» RECORD EXCERPTS:
┌────────

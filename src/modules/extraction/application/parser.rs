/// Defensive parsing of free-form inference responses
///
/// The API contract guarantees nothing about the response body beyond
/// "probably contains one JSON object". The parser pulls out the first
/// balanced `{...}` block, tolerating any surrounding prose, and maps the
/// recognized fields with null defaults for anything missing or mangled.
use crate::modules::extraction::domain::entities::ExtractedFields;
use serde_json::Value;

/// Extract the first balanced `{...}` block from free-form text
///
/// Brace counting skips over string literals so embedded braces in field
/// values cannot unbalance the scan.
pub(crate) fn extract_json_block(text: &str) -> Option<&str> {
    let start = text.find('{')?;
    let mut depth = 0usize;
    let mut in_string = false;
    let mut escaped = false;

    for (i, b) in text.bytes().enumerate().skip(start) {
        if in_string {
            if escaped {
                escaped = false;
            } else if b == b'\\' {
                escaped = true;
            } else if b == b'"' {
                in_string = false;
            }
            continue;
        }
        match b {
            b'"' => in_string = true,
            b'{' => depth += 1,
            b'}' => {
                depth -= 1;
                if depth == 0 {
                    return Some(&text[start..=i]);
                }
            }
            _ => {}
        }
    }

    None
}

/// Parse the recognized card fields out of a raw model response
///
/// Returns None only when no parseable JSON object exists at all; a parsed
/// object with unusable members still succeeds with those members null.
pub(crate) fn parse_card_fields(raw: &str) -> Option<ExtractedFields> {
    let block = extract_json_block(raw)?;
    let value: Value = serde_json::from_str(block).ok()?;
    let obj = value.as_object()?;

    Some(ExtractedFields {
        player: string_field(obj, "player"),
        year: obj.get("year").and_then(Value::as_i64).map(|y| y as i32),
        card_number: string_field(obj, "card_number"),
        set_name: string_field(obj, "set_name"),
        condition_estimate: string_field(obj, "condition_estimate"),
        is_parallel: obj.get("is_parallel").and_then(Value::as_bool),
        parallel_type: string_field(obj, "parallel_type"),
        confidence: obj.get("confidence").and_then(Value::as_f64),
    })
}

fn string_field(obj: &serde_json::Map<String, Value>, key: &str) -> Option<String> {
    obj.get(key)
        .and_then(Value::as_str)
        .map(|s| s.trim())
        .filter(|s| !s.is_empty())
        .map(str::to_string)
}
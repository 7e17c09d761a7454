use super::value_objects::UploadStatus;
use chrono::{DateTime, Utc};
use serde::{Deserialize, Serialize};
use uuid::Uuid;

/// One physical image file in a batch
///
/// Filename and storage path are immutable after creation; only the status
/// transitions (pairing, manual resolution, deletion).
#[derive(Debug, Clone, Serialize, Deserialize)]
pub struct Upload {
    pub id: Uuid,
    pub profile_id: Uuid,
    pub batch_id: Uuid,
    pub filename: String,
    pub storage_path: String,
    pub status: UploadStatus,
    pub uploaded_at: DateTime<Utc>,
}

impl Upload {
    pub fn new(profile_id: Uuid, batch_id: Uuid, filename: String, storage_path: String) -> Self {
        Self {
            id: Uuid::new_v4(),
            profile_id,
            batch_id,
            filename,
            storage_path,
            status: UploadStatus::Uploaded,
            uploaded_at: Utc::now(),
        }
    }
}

└────────
┌────────

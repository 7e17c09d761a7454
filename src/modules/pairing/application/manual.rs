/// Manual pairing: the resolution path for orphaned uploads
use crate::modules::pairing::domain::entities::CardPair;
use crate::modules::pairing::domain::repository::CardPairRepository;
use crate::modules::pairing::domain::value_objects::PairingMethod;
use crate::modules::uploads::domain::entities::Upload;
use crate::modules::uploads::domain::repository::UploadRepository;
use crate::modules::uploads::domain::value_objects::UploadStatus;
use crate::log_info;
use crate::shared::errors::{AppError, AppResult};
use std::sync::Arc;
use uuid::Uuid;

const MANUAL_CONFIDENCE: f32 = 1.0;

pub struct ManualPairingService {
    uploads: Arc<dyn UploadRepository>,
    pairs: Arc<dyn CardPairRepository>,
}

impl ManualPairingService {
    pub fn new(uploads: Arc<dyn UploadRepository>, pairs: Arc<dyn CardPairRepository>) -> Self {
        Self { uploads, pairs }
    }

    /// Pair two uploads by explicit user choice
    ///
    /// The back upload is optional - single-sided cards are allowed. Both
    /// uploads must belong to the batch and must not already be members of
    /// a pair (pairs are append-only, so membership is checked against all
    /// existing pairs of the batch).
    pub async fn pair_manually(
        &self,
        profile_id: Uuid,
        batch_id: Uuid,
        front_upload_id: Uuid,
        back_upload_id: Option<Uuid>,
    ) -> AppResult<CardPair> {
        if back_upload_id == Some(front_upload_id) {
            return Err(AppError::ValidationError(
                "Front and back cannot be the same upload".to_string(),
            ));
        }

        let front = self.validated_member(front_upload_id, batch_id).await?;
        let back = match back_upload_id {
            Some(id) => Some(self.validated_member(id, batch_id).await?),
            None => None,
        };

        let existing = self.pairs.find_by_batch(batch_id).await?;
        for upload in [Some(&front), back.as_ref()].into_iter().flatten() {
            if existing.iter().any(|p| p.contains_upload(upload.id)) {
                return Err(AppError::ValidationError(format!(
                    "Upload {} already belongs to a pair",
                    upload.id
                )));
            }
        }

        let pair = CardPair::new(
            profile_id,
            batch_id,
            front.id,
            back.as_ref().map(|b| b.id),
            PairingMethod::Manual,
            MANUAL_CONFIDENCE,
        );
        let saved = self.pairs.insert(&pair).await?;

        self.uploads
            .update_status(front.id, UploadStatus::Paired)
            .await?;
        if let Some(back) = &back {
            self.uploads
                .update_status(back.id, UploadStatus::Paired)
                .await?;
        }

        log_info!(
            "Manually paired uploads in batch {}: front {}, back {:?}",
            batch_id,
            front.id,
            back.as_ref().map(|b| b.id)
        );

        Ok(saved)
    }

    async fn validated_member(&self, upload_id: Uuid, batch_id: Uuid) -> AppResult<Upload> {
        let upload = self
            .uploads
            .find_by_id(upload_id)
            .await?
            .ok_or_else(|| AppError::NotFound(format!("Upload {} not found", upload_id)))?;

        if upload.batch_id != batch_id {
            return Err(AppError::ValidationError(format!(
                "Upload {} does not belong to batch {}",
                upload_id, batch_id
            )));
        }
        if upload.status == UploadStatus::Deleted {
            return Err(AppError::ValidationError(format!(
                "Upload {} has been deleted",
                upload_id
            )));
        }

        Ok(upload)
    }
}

└────────

» DIRECTIONS FOR THIS TASK:
Where does the word "already" appear in the listing? List each line that holds it.

» RESULT:
    /// uploads must belong to the batch and must not already be members of
                    "Upload {} already belongs to a pair",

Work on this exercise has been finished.